Other friends  in medicine in their early 40s are already diversifying – into education, therapy, coaching, tired of the incessant change they are expected to get behind and make happen, each one worse than the last, more meaningless, less well funded, a make-it-up-as-you-go-along expectation from the headless chickens in charge in Whitehall. Are we suffering change for the sake of change or constant movement to avoid capture, defy accountability and ownership? I suspect the latter. I am sure they think: throw them a dictate and let them work it out. If it succeeds, great, it was our idea. If it fails we blame them and move on. Management by momentum.
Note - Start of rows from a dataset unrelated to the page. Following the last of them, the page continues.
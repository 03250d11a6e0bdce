// Camera domain: backends, synchronisation and pacing.

pub mod backend;
pub mod error;
pub mod generic;
pub mod grabber;
pub mod pacing;
pub mod simulated;
pub mod tricamera;
pub mod types;
#[cfg(feature = "webcam")]
pub mod webcam;
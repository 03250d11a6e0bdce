// Acquisition settings: defaults, JSON loading and saving.

pub mod store;
pub mod types;
// Pixel-level helpers: raw format conversion and resolution reduction.

pub mod convert;
pub mod resize;
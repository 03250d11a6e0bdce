//! Generic capture backend for commodity video devices.
//!
//! Retrieval is a plain blocking "read next frame" with no timeout and no
//! buffering policy beyond what the device stream does natively.

use crate::camera::backend::{now_timestamp, SensorDriver};
use crate::camera::error::{CameraError, Result};
use crate::camera::types::{Image, Observation};

/// A streaming video device.
pub trait VideoSource {
    /// Whether the device stream is currently open.
    fn is_opened(&self) -> bool;

    /// Block until the next frame is available and return it.
    fn read_frame(&mut self) -> Result<Image>;
}

/// Single-camera driver over any [`VideoSource`].
pub struct GenericCaptureBackend<V: VideoSource> {
    name: String,
    source: V,
}

impl<V: VideoSource> GenericCaptureBackend<V> {
    /// Bind to an already constructed source.
    ///
    /// # Errors
    ///
    /// `Acquisition` if the source reports that it could not be opened. No
    /// retry is attempted.
    pub fn new(name: impl Into<String>, source: V) -> Result<Self> {
        let name = name.into();
        if !source.is_opened() {
            tracing::error!("could not open video device '{name}'");
            return Err(CameraError::Acquisition(format!(
                "could not open video device '{name}'"
            )));
        }
        tracing::info!("video device '{name}' opened");
        Ok(Self { name, source })
    }

    pub fn name(&self) -> &str {
        &self.name
    }

    pub fn source(&self) -> &V {
        &self.source
    }
}

impl<V: VideoSource> SensorDriver for GenericCaptureBackend<V> {
    type Observation = Observation;

    fn get_observation(&mut self) -> Result<Observation> {
        if !self.source.is_opened() {
            return Err(CameraError::Acquisition(format!(
                "video device '{}' is not open",
                self.name
            )));
        }
        let image = self.source.read_frame()?;
        Ok(Observation::new(image, now_timestamp()))
    }
}
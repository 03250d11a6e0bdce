//! Device selection among enumerated frame grabbers.

use crate::camera::error::{CameraError, Result};

use super::api::{DeviceHandle, DeviceInfo};

/// Pick the device to bind for `requested`.
///
/// A non-empty identifier must equal a device's user-defined name exactly.
/// An empty identifier selects the first enumerated device and logs a
/// warning.
///
/// # Errors
///
/// `NoDevices` when `devices` is empty (checked before any matching),
/// `DeviceNotFound` when a non-empty identifier matches nothing.
pub fn select_device(devices: &[DeviceInfo], requested: &str) -> Result<DeviceHandle> {
    if devices.is_empty() {
        return Err(CameraError::NoDevices);
    }

    if requested.is_empty() {
        tracing::warn!(
            "no device identifier given, using first enumerated device '{}'",
            devices[0].user_defined_name
        );
        return Ok(DeviceHandle(0));
    }

    devices
        .iter()
        .position(|d| d.user_defined_name == requested)
        .map(DeviceHandle)
        .ok_or_else(|| CameraError::DeviceNotFound(requested.to_string()))
}
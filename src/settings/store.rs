use std::path::Path;

use crate::camera::error::{CameraError, Result};
use crate::settings::types::TriCameraConfig;

impl TriCameraConfig {
    /// Load settings from a JSON file, returning defaults on a missing file.
    ///
    /// # Errors
    ///
    /// `CameraError::Config` when the file cannot be read or parsed.
    pub fn load(path: &Path) -> Result<Self> {
        if !path.exists() {
            tracing::debug!("no settings at {}, using defaults", path.display());
            return Ok(Self::default());
        }
        let contents = std::fs::read_to_string(path)
            .map_err(|e| CameraError::Config(format!("{}: {e}", path.display())))?;
        serde_json::from_str(&contents)
            .map_err(|e| CameraError::Config(format!("{}: {e}", path.display())))
    }

    /// Save settings to disk atomically (write .tmp then rename).
    pub fn save(&self, path: &Path) -> Result<()> {
        let json = serde_json::to_string_pretty(self)
            .map_err(|e| CameraError::Config(e.to_string()))?;

        if let Some(parent) = path.parent() {
            std::fs::create_dir_all(parent).map_err(|e| CameraError::Config(e.to_string()))?;
        }

        let tmp_path = path.with_extension("json.tmp");
        std::fs::write(&tmp_path, &json).map_err(|e| CameraError::Config(e.to_string()))?;
        std::fs::rename(&tmp_path, path).map_err(|e| CameraError::Config(e.to_string()))?;

        Ok(())
    }
}
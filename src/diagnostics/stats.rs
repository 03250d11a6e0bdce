use std::collections::HashMap;
use std::time::Instant;

use serde::Serialize;

use crate::camera::error::ErrorKind;

/// Acquisition statistics for one multi-camera driver.
pub struct AcquisitionStats {
    observation_count: u64,
    failures: HashMap<ErrorKind, u64>,
    overrun_count: u64,
    start_time: Instant,
    last_call_start: Option<Instant>,
    period_total_us: u64,
    period_samples: u64,
    last_spread_us: u64,
}

/// Snapshot of acquisition stats for logging or serialisation.
#[derive(Debug, Clone, Serialize)]
#[serde(rename_all = "camelCase")]
pub struct StatsSnapshot {
    pub rate_hz: f64,
    pub observation_count: u64,
    pub failure_count: u64,
    pub failures: HashMap<ErrorKind, u64>,
    pub overrun_count: u64,
    pub overrun_rate: f64,
    pub mean_period_ms: f64,
    pub last_spread_ms: f64,
}

impl AcquisitionStats {
    /// Create new stats with zeroed counters.
    pub fn new() -> Self {
        Self {
            observation_count: 0,
            failures: HashMap::new(),
            overrun_count: 0,
            start_time: Instant::now(),
            last_call_start: None,
            period_total_us: 0,
            period_samples: 0,
            last_spread_us: 0,
        }
    }

    /// Record a completed call. `spread_secs` is the distance between the
    /// earliest and latest camera timestamp; `overran` marks a call whose
    /// grabs alone exceeded the pacing period.
    pub fn record_observation(&mut self, call_start: Instant, spread_secs: f64, overran: bool) {
        self.mark_call(call_start);
        self.observation_count += 1;
        self.last_spread_us = (spread_secs.max(0.0) * 1e6) as u64;
        if overran {
            self.overrun_count += 1;
        }
    }

    /// Record a call that returned no observation.
    pub fn record_failure(&mut self, call_start: Instant, kind: ErrorKind) {
        self.mark_call(call_start);
        *self.failures.entry(kind).or_default() += 1;
    }

    fn mark_call(&mut self, call_start: Instant) {
        if let Some(prev) = self.last_call_start {
            let period = call_start.saturating_duration_since(prev);
            self.period_total_us += period.as_micros() as u64;
            self.period_samples += 1;
        }
        self.last_call_start = Some(call_start);
    }

    pub fn observation_count(&self) -> u64 {
        self.observation_count
    }

    pub fn failure_count(&self) -> u64 {
        self.failures.values().sum()
    }

    pub fn overrun_count(&self) -> u64 {
        self.overrun_count
    }

    /// Successful observations per second since creation or last reset.
    pub fn rate_hz(&self) -> f64 {
        let elapsed = self.start_time.elapsed().as_secs_f64();
        if elapsed < 0.001 {
            return 0.0;
        }
        self.observation_count as f64 / elapsed
    }

    /// Share of successful calls that overran the period (0.0 - 100.0).
    pub fn overrun_rate(&self) -> f64 {
        if self.observation_count == 0 {
            return 0.0;
        }
        (self.overrun_count as f64 / self.observation_count as f64) * 100.0
    }

    /// Mean start-to-start interval between calls in milliseconds.
    pub fn mean_period_ms(&self) -> f64 {
        if self.period_samples == 0 {
            return 0.0;
        }
        self.period_total_us as f64 / self.period_samples as f64 / 1000.0
    }

    /// Reset all counters.
    pub fn reset(&mut self) {
        *self = Self::new();
    }

    /// Take a serialisable snapshot.
    pub fn snapshot(&self) -> StatsSnapshot {
        StatsSnapshot {
            rate_hz: self.rate_hz(),
            observation_count: self.observation_count,
            failure_count: self.failure_count(),
            failures: self.failures.clone(),
            overrun_count: self.overrun_count,
            overrun_rate: self.overrun_rate(),
            mean_period_ms: self.mean_period_ms(),
            last_spread_ms: self.last_spread_us as f64 / 1000.0,
        }
    }
}

impl Default for AcquisitionStats {
    fn default() -> Self {
        Self::new()
    }
}
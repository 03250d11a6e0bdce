//! Webcam video source using nokhwa.

use nokhwa::pixel_format::RgbFormat;
use nokhwa::utils::{ApiBackend, CameraIndex, RequestedFormat, RequestedFormatType};
use nokhwa::Camera;

use crate::camera::error::{CameraError, Result};
use crate::camera::generic::{GenericCaptureBackend, VideoSource};
use crate::camera::types::{Image, PixelLayout};
use crate::imaging::convert::{convert_to_bgr8, RawPixelFormat};

/// Commodity camera addressed by its system device index.
pub struct WebcamSource {
    camera: Camera,
    frames: u64,
}

impl WebcamSource {
    /// Open the camera with the given system index and start its stream.
    ///
    /// A device that cannot be opened yields a source whose `is_opened`
    /// is false, so `GenericCaptureBackend::new` reports the failure.
    pub fn open(index: u32) -> Result<Self> {
        let requested =
            RequestedFormat::new::<RgbFormat>(RequestedFormatType::AbsoluteHighestResolution);
        let mut camera = Camera::new(CameraIndex::Index(index), requested)
            .map_err(|e| CameraError::DeviceNotFound(format!("webcam {index}: {e}")))?;

        if let Err(e) = camera.open_stream() {
            tracing::warn!("webcam {index} stream failed to open: {e}");
        } else {
            let resolution = camera.resolution();
            tracing::info!(
                "webcam {index} opened: {}x{} @ {} fps",
                resolution.width(),
                resolution.height(),
                camera.frame_rate()
            );
        }

        Ok(Self { camera, frames: 0 })
    }

    /// Human-readable names of the webcams visible to the host.
    pub fn list_devices() -> Result<Vec<String>> {
        let devices = nokhwa::query(ApiBackend::Auto)
            .map_err(|e| CameraError::Sdk(format!("webcam query failed: {e}")))?;
        Ok(devices
            .into_iter()
            .map(|info| format!("{}: {}", info.index(), info.human_name()))
            .collect())
    }
}

impl VideoSource for WebcamSource {
    fn is_opened(&self) -> bool {
        self.camera.is_stream_open()
    }

    fn read_frame(&mut self) -> Result<Image> {
        let frame = self
            .camera
            .frame()
            .map_err(|e| CameraError::Acquisition(e.to_string()))?;
        let decoded = frame
            .decode_image::<RgbFormat>()
            .map_err(|e| CameraError::Acquisition(e.to_string()))?;

        let (width, height) = (decoded.width(), decoded.height());
        let mut bgr = Vec::new();
        convert_to_bgr8(
            RawPixelFormat::Rgb8Packed,
            width,
            height,
            decoded.as_raw(),
            &mut bgr,
        )?;
        self.frames += 1;
        tracing::trace!("webcam frame {} ({width}x{height})", self.frames);

        Image::from_vec(width, height, PixelLayout::Bgr8, bgr)
            .ok_or_else(|| CameraError::Acquisition("webcam frame size mismatch".to_string()))
    }
}

impl Drop for WebcamSource {
    fn drop(&mut self) {
        if self.camera.is_stream_open() {
            if let Err(e) = self.camera.stop_stream() {
                tracing::warn!("failed to stop webcam stream: {e}");
            }
        }
    }
}

/// Open webcam `index` as a single-camera driver.
pub fn open_webcam(index: u32) -> Result<GenericCaptureBackend<WebcamSource>> {
    GenericCaptureBackend::new(format!("webcam {index}"), WebcamSource::open(index)?)
}
//! Fixed-cadence pacing of acquisition calls.

use std::time::{Duration, Instant};

/// Default output cadence of the tri-camera drivers (10 Hz).
pub const DEFAULT_PERIOD: Duration = Duration::from_millis(100);

/// Holds each call's return back until a fixed period has elapsed since the
/// call began.
///
/// A call that already overran the period is released immediately; missed
/// time is never made up on later calls.
#[derive(Debug, Clone, Copy)]
pub struct Pacer {
    period: Duration,
}

impl Pacer {
    pub fn new(period: Duration) -> Self {
        Self { period }
    }

    pub fn period(&self) -> Duration {
        self.period
    }

    /// Sleep until `start + period`. Returns `true` when the work since
    /// `start` had already exceeded the period and no sleep happened.
    pub fn pace(&self, start: Instant) -> bool {
        let deadline = start + self.period;
        let now = Instant::now();
        if now >= deadline {
            return true;
        }
        std::thread::sleep(deadline - now);
        false
    }
}

impl Default for Pacer {
    fn default() -> Self {
        Self::new(DEFAULT_PERIOD)
    }
}
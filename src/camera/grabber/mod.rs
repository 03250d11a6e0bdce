//! Frame-grabber backend.
//!
//! All SDK access goes through the `GrabberSdk` trait. A vendor binding
//! implements it in production; `MockGrabberSdk` and `SimulatedGrabberSdk`
//! run without hardware.

pub mod api;
pub mod backend;
pub mod discovery;
pub mod mock;
pub mod queue;
pub mod sdk;
pub mod sim;
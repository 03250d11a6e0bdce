//! Image and observation data types.

use std::fmt;

use serde::{Deserialize, Serialize};

/// Default observation image width in pixels.
pub const DEFAULT_WIDTH: u32 = 270;
/// Default observation image height in pixels.
pub const DEFAULT_HEIGHT: u32 = 270;

/// Number of cameras composed by the tri-camera drivers.
pub const NUM_CAMERAS: usize = 3;

/// Channel layout of an [`Image`]. Samples are always one byte.
#[derive(Debug, Clone, Copy, PartialEq, Eq, Hash, Serialize, Deserialize)]
#[serde(rename_all = "snake_case")]
pub enum PixelLayout {
    /// Single channel (grayscale or raw Bayer mosaic).
    Mono8,
    /// Three interleaved channels in blue, green, red order.
    Bgr8,
}

impl PixelLayout {
    pub fn channels(self) -> usize {
        match self {
            Self::Mono8 => 1,
            Self::Bgr8 => 3,
        }
    }
}

/// A 2-D array of byte samples, row-major with no row padding.
///
/// The pixel buffer is owned; an image never aliases memory held by a
/// capture backend.
#[derive(Clone, PartialEq, Eq, Serialize, Deserialize)]
#[serde(try_from = "ImageRepr")]
pub struct Image {
    width: u32,
    height: u32,
    layout: PixelLayout,
    data: Vec<u8>,
}

impl Image {
    /// Create a zero-filled image.
    pub fn zeros(width: u32, height: u32, layout: PixelLayout) -> Self {
        let len = width as usize * height as usize * layout.channels();
        Self {
            width,
            height,
            layout,
            data: vec![0; len],
        }
    }

    /// Wrap an owned buffer. Returns `None` when the buffer length does not
    /// match `width * height * channels`.
    pub fn from_vec(width: u32, height: u32, layout: PixelLayout, data: Vec<u8>) -> Option<Self> {
        let expected = width as usize * height as usize * layout.channels();
        if data.len() != expected {
            return None;
        }
        Some(Self {
            width,
            height,
            layout,
            data,
        })
    }

    pub fn width(&self) -> u32 {
        self.width
    }

    pub fn height(&self) -> u32 {
        self.height
    }

    pub fn layout(&self) -> PixelLayout {
        self.layout
    }

    pub fn data(&self) -> &[u8] {
        &self.data
    }

    pub fn into_data(self) -> Vec<u8> {
        self.data
    }
}

/// Unchecked wire form of [`Image`]; deserialization goes through
/// [`Image::from_vec`].
#[derive(Deserialize)]
struct ImageRepr {
    width: u32,
    height: u32,
    layout: PixelLayout,
    data: Vec<u8>,
}

impl TryFrom<ImageRepr> for Image {
    type Error = String;

    fn try_from(repr: ImageRepr) -> Result<Self, Self::Error> {
        let len = repr.data.len();
        Image::from_vec(repr.width, repr.height, repr.layout, repr.data).ok_or_else(|| {
            format!(
                "{len} bytes do not fit a {}x{} {:?} image",
                repr.width, repr.height, repr.layout
            )
        })
    }
}

// Pixel data is omitted; a 1080p frame would flood the log.
impl fmt::Debug for Image {
    fn fmt(&self, f: &mut fmt::Formatter<'_>) -> fmt::Result {
        f.debug_struct("Image")
            .field("width", &self.width)
            .field("height", &self.height)
            .field("layout", &self.layout)
            .field("bytes", &self.data.len())
            .finish()
    }
}

/// One image together with the time it became available to the caller.
///
/// `timestamp` is seconds since the Unix epoch, taken after the blocking
/// retrieval returned (not the sensor's exposure time).
#[derive(Debug, Clone, PartialEq, Serialize, Deserialize)]
pub struct Observation {
    pub image: Image,
    pub timestamp: f64,
}

impl Observation {
    pub fn new(image: Image, timestamp: f64) -> Self {
        Self { image, timestamp }
    }
}

impl Default for Observation {
    fn default() -> Self {
        Self {
            image: Image::zeros(DEFAULT_WIDTH, DEFAULT_HEIGHT, PixelLayout::Mono8),
            timestamp: 0.0,
        }
    }
}

/// Observations of all three cameras from one synchronised acquisition.
///
/// Every slot is populated; the timestamps are independent per camera.
#[derive(Debug, Clone, PartialEq, Default, Serialize, Deserialize)]
pub struct TriObservation {
    pub cameras: [Observation; NUM_CAMERAS],
}

impl TriObservation {
    /// Spread between the earliest and the latest camera timestamp, in seconds.
    pub fn timestamp_spread(&self) -> f64 {
        let (min, max) = self
            .cameras
            .iter()
            .fold((f64::INFINITY, f64::NEG_INFINITY), |(lo, hi), obs| {
                (lo.min(obs.timestamp), hi.max(obs.timestamp))
            });
        max - min
    }
}

#[cfg(test)]
mod tests {
    use super::*;

    fn gradient(width: u32, height: u32) -> Image {
        let data = (0..width * height).map(|i| (i % 251) as u8).collect();
        Image::from_vec(width, height, PixelLayout::Mono8, data).unwrap()
    }

    #[test]
    fn default_observation_is_zeroed_default_size() {
        let obs = Observation::default();
        assert_eq!(obs.image.width(), DEFAULT_WIDTH);
        assert_eq!(obs.image.height(), DEFAULT_HEIGHT);
        assert_eq!(obs.image.layout(), PixelLayout::Mono8);
        assert!(obs.image.data().iter().all(|&b| b == 0));
        assert_eq!(obs.timestamp, 0.0);
    }

    #[test]
    fn from_vec_rejects_wrong_length() {
        assert!(Image::from_vec(4, 4, PixelLayout::Bgr8, vec![0; 16]).is_none());
        assert!(Image::from_vec(4, 4, PixelLayout::Bgr8, vec![0; 48]).is_some());
    }

    #[test]
    fn observation_survives_json_round_trip() {
        let obs = Observation::new(gradient(7, 5), 1_712_345_678.123_456_7);
        let json = serde_json::to_string(&obs).unwrap();
        let back: Observation = serde_json::from_str(&json).unwrap();

        assert_eq!(back.image, obs.image);
        assert_eq!(back.timestamp.to_bits(), obs.timestamp.to_bits());
    }

    #[test]
    fn deserializing_mismatched_buffer_fails() {
        let json = r#"{"width":4,"height":4,"layout":"bgr8","data":[1]}"#;
        let err = serde_json::from_str::<Image>(json).unwrap_err();
        assert!(err.to_string().contains("1 bytes"), "unexpected error: {err}");

        let json = r#"{"image":{"width":2,"height":1,"layout":"mono8","data":[1,2,3]},"timestamp":1.5}"#;
        assert!(serde_json::from_str::<Observation>(json).is_err());
    }

    #[test]
    fn deserializing_consistent_buffer_succeeds() {
        let json = r#"{"width":2,"height":1,"layout":"bgr8","data":[1,2,3,4,5,6]}"#;
        let img: Image = serde_json::from_str(json).unwrap();
        assert_eq!((img.width(), img.height()), (2, 1));
        assert_eq!(img.data(), &[1, 2, 3, 4, 5, 6]);
    }

    #[test]
    fn tri_observation_round_trip_keeps_every_camera() {
        let mut tri = TriObservation::default();
        for (i, cam) in tri.cameras.iter_mut().enumerate() {
            *cam = Observation::new(gradient(3 + i as u32, 2), 100.0 + i as f64 * 0.001);
        }
        let json = serde_json::to_string(&tri).unwrap();
        let back: TriObservation = serde_json::from_str(&json).unwrap();
        assert_eq!(back, tri);
    }

    #[test]
    fn timestamp_spread_is_max_minus_min() {
        let mut tri = TriObservation::default();
        tri.cameras[0].timestamp = 10.02;
        tri.cameras[1].timestamp = 10.00;
        tri.cameras[2].timestamp = 10.05;
        assert!((tri.timestamp_spread() - 0.05).abs() < 1e-9);
    }

    #[test]
    fn debug_output_omits_pixels() {
        let img = Image::zeros(2, 2, PixelLayout::Bgr8);
        let text = format!("{img:?}");
        assert!(text.contains("bytes: 12"));
    }
}
//! Process-wide SDK lifetime with lease-based RAII.
//!
//! Every backend holds an `SdkLease`. The first lease initialises the SDK and
//! the last one to drop terminates it, on every exit path including a failed
//! construction. The context also records which devices are bound, so no two
//! backends drive the same device whatever the vendor binding allows.

use std::collections::HashSet;
use std::ops::Deref;
use std::sync::Arc;

use parking_lot::Mutex;

use crate::camera::error::{CameraError, Result};

use super::api::{DeviceHandle, GrabberSdk};

/// Shared SDK instance plus the number of live leases.
///
/// Create one per process (per SDK) and hand clones of the `Arc` to every
/// backend.
pub struct SdkContext<S: GrabberSdk> {
    api: S,
    users: Mutex<usize>,
    bound: Mutex<HashSet<DeviceHandle>>,
}

impl<S: GrabberSdk> SdkContext<S> {
    pub fn new(api: S) -> Arc<Self> {
        Arc::new(Self {
            api,
            users: Mutex::new(0),
            bound: Mutex::new(HashSet::new()),
        })
    }

    /// Take a lease, initialising the SDK if this is the first one.
    ///
    /// # Errors
    ///
    /// Propagates the SDK's `initialize` failure; the user count is left
    /// unchanged in that case.
    pub fn acquire(self: &Arc<Self>) -> Result<SdkLease<S>> {
        let mut users = self.users.lock();
        if *users == 0 {
            self.api.initialize()?;
            tracing::debug!("frame-grabber SDK initialised");
        }
        *users += 1;
        Ok(SdkLease {
            ctx: Arc::clone(self),
        })
    }

    /// Number of live leases.
    pub fn users(&self) -> usize {
        *self.users.lock()
    }

    /// Whether a backend currently holds `device`.
    pub fn is_bound(&self, device: DeviceHandle) -> bool {
        self.bound.lock().contains(&device)
    }

    /// Direct access to the SDK, bypassing lease accounting.
    pub fn api(&self) -> &S {
        &self.api
    }
}

/// Proof that the SDK is initialised. Dereferences to the SDK.
pub struct SdkLease<S: GrabberSdk> {
    ctx: Arc<SdkContext<S>>,
}

impl<S: GrabberSdk> SdkLease<S> {
    /// Reserve `device` for the lease holder.
    ///
    /// # Errors
    ///
    /// `Sdk` if another backend already holds the device.
    pub fn bind(&self, device: DeviceHandle) -> Result<()> {
        if !self.ctx.bound.lock().insert(device) {
            return Err(CameraError::Sdk(format!(
                "device {} is already bound to another backend",
                device.0
            )));
        }
        Ok(())
    }

    /// Give `device` back. Unbinding a device that is not bound is a no-op.
    pub fn unbind(&self, device: DeviceHandle) {
        self.ctx.bound.lock().remove(&device);
    }
}

impl<S: GrabberSdk> Deref for SdkLease<S> {
    type Target = S;

    fn deref(&self) -> &S {
        &self.ctx.api
    }
}

impl<S: GrabberSdk> Drop for SdkLease<S> {
    fn drop(&mut self) {
        let mut users = self.ctx.users.lock();
        *users -= 1;
        if *users == 0 {
            self.ctx.api.terminate();
            tracing::debug!("frame-grabber SDK terminated");
        }
    }
}
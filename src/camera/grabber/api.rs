//! Frame-grabber SDK abstraction.
//!
//! A vendor binding, the `SimulatedGrabberSdk` and the `MockGrabberSdk` all
//! implement this trait, so `FrameGrabberBackend<S>` is generic over the SDK.

use std::time::Duration;

use serde::{Deserialize, Serialize};

use crate::camera::error::Result;
use crate::imaging::convert::RawPixelFormat;

/// Opaque device handle used across the API boundary.
///
/// It is the device's index in the most recent enumeration.
#[derive(Debug, Clone, Copy, PartialEq, Eq, Hash)]
pub struct DeviceHandle(pub usize);

/// Identity of an enumerated frame-grabber device.
#[derive(Debug, Clone, PartialEq, Eq, Serialize, Deserialize)]
#[serde(rename_all = "camelCase")]
pub struct DeviceInfo {
    /// User-assigned name; the key requested device identifiers match against.
    pub user_defined_name: String,
    pub model_name: String,
    pub serial_number: String,
}

/// Buffering policy applied while grabbing.
#[derive(Debug, Clone, Copy, PartialEq, Eq, Serialize, Deserialize)]
#[serde(rename_all = "snake_case")]
pub enum GrabStrategy {
    /// Keep only the newest completed frame; older ones are discarded.
    LatestImageOnly,
    /// Deliver frames in order from a bounded FIFO.
    OneByOne,
}

/// Outcome of one retrieved grab.
#[derive(Debug, Clone)]
pub struct GrabResult {
    pub succeeded: bool,
    /// SDK error text when `succeeded` is false.
    pub error_description: String,
    pub width: u32,
    pub height: u32,
    pub pixel_format: RawPixelFormat,
    pub buffer: Vec<u8>,
}

impl GrabResult {
    pub fn success(width: u32, height: u32, pixel_format: RawPixelFormat, buffer: Vec<u8>) -> Self {
        Self {
            succeeded: true,
            error_description: String::new(),
            width,
            height,
            pixel_format,
            buffer,
        }
    }

    pub fn failure(description: impl Into<String>) -> Self {
        Self {
            succeeded: false,
            error_description: description.into(),
            width: 0,
            height: 0,
            pixel_format: RawPixelFormat::Mono8,
            buffer: Vec::new(),
        }
    }
}

/// Abstraction over frame-grabber SDK operations.
///
/// All methods take `&self`; implementations manage interior mutability.
pub trait GrabberSdk: Send + Sync {
    /// Initialise the process-wide SDK state. Called once per context.
    fn initialize(&self) -> Result<()>;

    /// Release the process-wide SDK state.
    fn terminate(&self);

    /// List attached devices in enumeration order.
    fn enumerate_devices(&self) -> Result<Vec<DeviceInfo>>;

    /// Open a device for exclusive use.
    fn open(&self, device: DeviceHandle) -> Result<()>;

    /// Close a previously opened device.
    fn close(&self, device: DeviceHandle) -> Result<()>;

    /// Set how many frame buffers the driver may allocate.
    fn set_max_buffers(&self, device: DeviceHandle, count: usize) -> Result<()>;

    /// Select the pixel format the driver delivers.
    fn set_output_format(&self, device: DeviceHandle, format: RawPixelFormat) -> Result<()>;

    /// Write a floating-point node (e.g. `ExposureTime`).
    fn set_float(&self, device: DeviceHandle, node: &str, value: f64) -> Result<()>;

    /// Write an enumeration node (e.g. `BalanceWhiteAuto`).
    fn set_enum(&self, device: DeviceHandle, node: &str, value: &str) -> Result<()>;

    /// Start free-running acquisition with the given buffering policy.
    fn start_grabbing(&self, device: DeviceHandle, strategy: GrabStrategy) -> Result<()>;

    /// Stop acquisition. Must be safe to call when not grabbing.
    fn stop_grabbing(&self, device: DeviceHandle) -> Result<()>;

    /// Wait up to `timeout` for the next grab result.
    ///
    /// Returns `Ok(None)` when the timeout expires.
    fn retrieve_result(&self, device: DeviceHandle, timeout: Duration)
        -> Result<Option<GrabResult>>;
}

/// Node names written during configuration.
pub mod nodes {
    pub const EXPOSURE_TIME: &str = "ExposureTime";
    pub const ACQUISITION_FRAME_RATE: &str = "AcquisitionFrameRate";
    pub const BALANCE_WHITE_AUTO: &str = "BalanceWhiteAuto";
}

#[cfg(test)]
mod tests {
    use super::*;

    #[test]
    fn failure_result_carries_description() {
        let r = GrabResult::failure("buffer incomplete");
        assert!(!r.succeeded);
        assert_eq!(r.error_description, "buffer incomplete");
        assert!(r.buffer.is_empty());
    }

    #[test]
    fn device_info_serialises_camel_case() {
        let info = DeviceInfo {
            user_defined_name: "camera60".to_string(),
            model_name: "acA720-520uc".to_string(),
            serial_number: "2242".to_string(),
        };
        let json = serde_json::to_value(&info).unwrap();
        assert_eq!(json["userDefinedName"], "camera60");
    }

    /// Verify the trait is object-safe (can be used as `dyn GrabberSdk`).
    #[test]
    fn trait_is_object_safe() {
        fn _accepts_dyn(_sdk: &dyn GrabberSdk) {}
    }

    #[test]
    fn trait_is_send_sync() {
        fn assert_send_sync<T: Send + Sync>() {}
        assert_send_sync::<Box<dyn GrabberSdk>>();
    }
}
Every generation faces change. Each of us on that call are now old enough to be the mother of the person we were in 1985. Of course there are big differences over a career, movements, transformations and global phenomenon. Whether it is Live Aid, an illegal war, or the creation of mobile phones, each novelty brings its own landscape. What will be the legacy of the Covid-19 pandemic? An end to globalisation would not be all bad. Flying from London to Philadelphia to take part in both Live Aid concerts, Phil Collins perhaps began the trend for jetting across the world for tea – or therapy, as an acquaintance of mine does. Computer mediated meetings are an innovation worth having, in this fragile environmental era. A late adopter myself, I am an advocate now.

But what else will be ushered in and will have a lasting effect in this most tumultuous year?

I should love to think it will be kindness, equality, collaboration and creativity. That we could all start again, without the ill gotten gains of arbitrary and manipulative ladder climbing, theft and exploitation. That those who can, will continue to do, and those who, under the old guard, talked a good one but were found to be the Wizard of Oz – an illusion full of hot air and tricks of the light, will fade back into the oblivion from which they came.

We can but hope. And maybe – just maybe, a future like that will be something worth setting the video recorder for?